__Exercise brief__
Pick out all lines of the entries that include the word "itself" and copy them.

__Extracted records__

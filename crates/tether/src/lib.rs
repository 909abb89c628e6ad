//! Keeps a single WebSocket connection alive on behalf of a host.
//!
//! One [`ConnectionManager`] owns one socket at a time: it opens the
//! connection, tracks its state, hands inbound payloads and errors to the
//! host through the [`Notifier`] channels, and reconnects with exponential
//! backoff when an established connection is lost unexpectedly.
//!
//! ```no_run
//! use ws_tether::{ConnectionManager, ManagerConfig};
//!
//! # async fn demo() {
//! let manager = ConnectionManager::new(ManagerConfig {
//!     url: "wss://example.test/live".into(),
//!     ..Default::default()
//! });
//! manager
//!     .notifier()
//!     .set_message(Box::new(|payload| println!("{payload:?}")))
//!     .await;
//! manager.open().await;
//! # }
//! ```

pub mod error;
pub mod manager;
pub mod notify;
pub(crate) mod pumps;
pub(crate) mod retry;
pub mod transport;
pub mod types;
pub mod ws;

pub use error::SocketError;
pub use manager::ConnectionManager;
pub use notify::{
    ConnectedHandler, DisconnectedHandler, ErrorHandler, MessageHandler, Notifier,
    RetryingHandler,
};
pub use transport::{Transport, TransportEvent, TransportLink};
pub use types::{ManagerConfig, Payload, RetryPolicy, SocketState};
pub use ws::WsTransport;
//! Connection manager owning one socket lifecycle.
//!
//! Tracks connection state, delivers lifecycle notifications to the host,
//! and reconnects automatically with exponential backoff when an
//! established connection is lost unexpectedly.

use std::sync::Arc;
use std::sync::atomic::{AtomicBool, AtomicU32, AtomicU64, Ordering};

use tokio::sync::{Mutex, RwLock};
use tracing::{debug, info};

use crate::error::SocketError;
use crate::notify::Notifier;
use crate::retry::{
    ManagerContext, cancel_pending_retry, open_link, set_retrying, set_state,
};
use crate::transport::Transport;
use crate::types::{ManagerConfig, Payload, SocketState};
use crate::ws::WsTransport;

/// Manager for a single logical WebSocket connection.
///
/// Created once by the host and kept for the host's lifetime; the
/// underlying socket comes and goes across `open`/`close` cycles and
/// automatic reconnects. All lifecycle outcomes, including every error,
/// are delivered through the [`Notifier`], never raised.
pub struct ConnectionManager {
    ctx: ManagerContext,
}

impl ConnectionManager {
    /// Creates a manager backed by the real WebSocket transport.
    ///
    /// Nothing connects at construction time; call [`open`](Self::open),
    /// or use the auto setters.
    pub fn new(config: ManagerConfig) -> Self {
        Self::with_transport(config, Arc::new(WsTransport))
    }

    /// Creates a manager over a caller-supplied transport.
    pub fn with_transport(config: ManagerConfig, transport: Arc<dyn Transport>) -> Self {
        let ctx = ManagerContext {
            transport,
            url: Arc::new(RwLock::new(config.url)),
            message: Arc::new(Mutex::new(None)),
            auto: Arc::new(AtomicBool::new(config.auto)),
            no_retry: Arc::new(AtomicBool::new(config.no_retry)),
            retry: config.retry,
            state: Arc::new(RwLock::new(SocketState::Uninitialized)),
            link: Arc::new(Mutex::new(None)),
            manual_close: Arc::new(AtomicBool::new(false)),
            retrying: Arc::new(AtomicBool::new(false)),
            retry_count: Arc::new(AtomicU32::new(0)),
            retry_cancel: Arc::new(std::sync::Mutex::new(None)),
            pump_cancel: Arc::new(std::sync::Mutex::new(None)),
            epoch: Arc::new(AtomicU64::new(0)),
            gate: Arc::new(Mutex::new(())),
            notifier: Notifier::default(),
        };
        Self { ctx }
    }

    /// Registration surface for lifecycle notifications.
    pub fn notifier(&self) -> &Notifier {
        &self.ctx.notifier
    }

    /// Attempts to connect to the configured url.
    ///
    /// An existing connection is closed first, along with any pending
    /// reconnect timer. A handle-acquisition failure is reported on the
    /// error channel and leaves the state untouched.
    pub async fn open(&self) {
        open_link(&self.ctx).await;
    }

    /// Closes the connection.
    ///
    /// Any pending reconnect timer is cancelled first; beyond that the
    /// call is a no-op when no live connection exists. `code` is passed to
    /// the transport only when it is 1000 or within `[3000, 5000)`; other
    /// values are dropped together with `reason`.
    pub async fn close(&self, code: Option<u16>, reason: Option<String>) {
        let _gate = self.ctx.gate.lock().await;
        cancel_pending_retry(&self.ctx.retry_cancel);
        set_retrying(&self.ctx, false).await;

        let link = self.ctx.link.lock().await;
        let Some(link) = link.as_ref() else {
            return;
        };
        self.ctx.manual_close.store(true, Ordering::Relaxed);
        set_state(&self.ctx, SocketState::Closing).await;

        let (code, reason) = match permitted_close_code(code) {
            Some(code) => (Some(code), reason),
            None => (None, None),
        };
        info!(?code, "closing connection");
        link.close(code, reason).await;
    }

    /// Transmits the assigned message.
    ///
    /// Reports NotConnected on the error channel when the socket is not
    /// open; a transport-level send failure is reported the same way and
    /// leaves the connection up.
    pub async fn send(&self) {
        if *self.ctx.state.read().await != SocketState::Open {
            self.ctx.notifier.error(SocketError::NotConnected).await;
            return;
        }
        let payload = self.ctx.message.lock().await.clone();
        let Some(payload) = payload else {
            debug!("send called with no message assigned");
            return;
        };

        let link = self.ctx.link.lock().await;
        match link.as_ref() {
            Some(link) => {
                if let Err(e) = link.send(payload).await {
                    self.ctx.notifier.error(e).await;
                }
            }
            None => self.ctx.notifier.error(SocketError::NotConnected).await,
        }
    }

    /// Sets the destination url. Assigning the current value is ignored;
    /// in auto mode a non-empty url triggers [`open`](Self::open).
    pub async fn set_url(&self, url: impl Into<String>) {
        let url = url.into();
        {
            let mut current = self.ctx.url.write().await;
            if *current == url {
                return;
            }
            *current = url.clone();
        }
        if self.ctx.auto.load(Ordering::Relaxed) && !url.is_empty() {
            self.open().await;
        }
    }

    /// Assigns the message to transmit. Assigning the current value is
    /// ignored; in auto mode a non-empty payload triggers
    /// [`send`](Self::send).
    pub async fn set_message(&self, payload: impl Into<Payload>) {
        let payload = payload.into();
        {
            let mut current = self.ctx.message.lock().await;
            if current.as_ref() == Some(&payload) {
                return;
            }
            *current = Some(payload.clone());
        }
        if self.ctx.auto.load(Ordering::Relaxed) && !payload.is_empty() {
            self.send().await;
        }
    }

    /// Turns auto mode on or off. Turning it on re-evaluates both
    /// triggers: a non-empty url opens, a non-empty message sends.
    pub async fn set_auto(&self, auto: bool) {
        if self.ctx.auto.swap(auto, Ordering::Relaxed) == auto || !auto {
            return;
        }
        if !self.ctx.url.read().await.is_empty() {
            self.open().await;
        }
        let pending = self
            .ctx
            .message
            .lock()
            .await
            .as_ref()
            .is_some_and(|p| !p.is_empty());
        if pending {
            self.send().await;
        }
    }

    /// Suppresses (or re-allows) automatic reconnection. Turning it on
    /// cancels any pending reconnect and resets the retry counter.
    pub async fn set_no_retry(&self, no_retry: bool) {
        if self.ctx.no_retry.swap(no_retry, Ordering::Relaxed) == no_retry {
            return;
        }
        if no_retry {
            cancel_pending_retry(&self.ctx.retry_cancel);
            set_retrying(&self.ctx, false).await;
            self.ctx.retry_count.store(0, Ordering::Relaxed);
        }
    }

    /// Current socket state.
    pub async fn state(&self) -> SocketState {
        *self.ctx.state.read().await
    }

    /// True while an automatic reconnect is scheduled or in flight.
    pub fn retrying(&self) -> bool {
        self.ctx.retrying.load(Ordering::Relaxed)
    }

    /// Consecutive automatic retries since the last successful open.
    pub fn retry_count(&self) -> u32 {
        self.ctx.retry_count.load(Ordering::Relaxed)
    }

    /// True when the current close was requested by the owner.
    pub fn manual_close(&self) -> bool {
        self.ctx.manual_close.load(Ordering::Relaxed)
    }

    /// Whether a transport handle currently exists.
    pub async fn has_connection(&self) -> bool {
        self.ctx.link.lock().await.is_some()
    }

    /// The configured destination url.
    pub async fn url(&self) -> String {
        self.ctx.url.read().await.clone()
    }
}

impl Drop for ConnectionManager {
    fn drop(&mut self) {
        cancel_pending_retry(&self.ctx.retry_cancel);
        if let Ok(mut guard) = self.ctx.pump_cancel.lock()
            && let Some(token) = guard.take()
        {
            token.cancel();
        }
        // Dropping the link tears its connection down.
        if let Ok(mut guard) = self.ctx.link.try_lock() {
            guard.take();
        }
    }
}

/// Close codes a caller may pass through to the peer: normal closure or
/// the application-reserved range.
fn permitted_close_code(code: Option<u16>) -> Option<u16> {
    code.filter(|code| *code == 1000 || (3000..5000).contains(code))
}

==

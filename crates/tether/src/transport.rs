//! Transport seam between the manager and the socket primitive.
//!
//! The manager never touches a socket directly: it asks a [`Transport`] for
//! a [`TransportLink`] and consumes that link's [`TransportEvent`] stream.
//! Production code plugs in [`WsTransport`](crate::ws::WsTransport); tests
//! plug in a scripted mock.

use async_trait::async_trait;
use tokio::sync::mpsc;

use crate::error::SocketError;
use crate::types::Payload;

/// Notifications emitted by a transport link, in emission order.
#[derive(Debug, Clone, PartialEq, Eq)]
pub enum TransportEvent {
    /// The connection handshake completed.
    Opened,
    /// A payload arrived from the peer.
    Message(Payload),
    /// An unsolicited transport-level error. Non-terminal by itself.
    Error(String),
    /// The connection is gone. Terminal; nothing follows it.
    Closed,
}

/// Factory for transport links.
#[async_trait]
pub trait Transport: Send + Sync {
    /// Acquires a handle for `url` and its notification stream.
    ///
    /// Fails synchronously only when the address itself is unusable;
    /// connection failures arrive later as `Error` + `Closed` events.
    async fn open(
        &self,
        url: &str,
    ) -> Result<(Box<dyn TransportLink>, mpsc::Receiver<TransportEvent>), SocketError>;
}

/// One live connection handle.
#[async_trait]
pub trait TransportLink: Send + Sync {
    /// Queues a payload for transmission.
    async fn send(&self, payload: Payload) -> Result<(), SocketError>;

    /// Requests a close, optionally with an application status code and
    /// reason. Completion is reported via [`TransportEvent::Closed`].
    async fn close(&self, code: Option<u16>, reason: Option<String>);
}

__Task solution__
    /// An unsolicited transport-level error. Non-terminal by itself.
    /// Fails synchronously only when the address itself is unusable;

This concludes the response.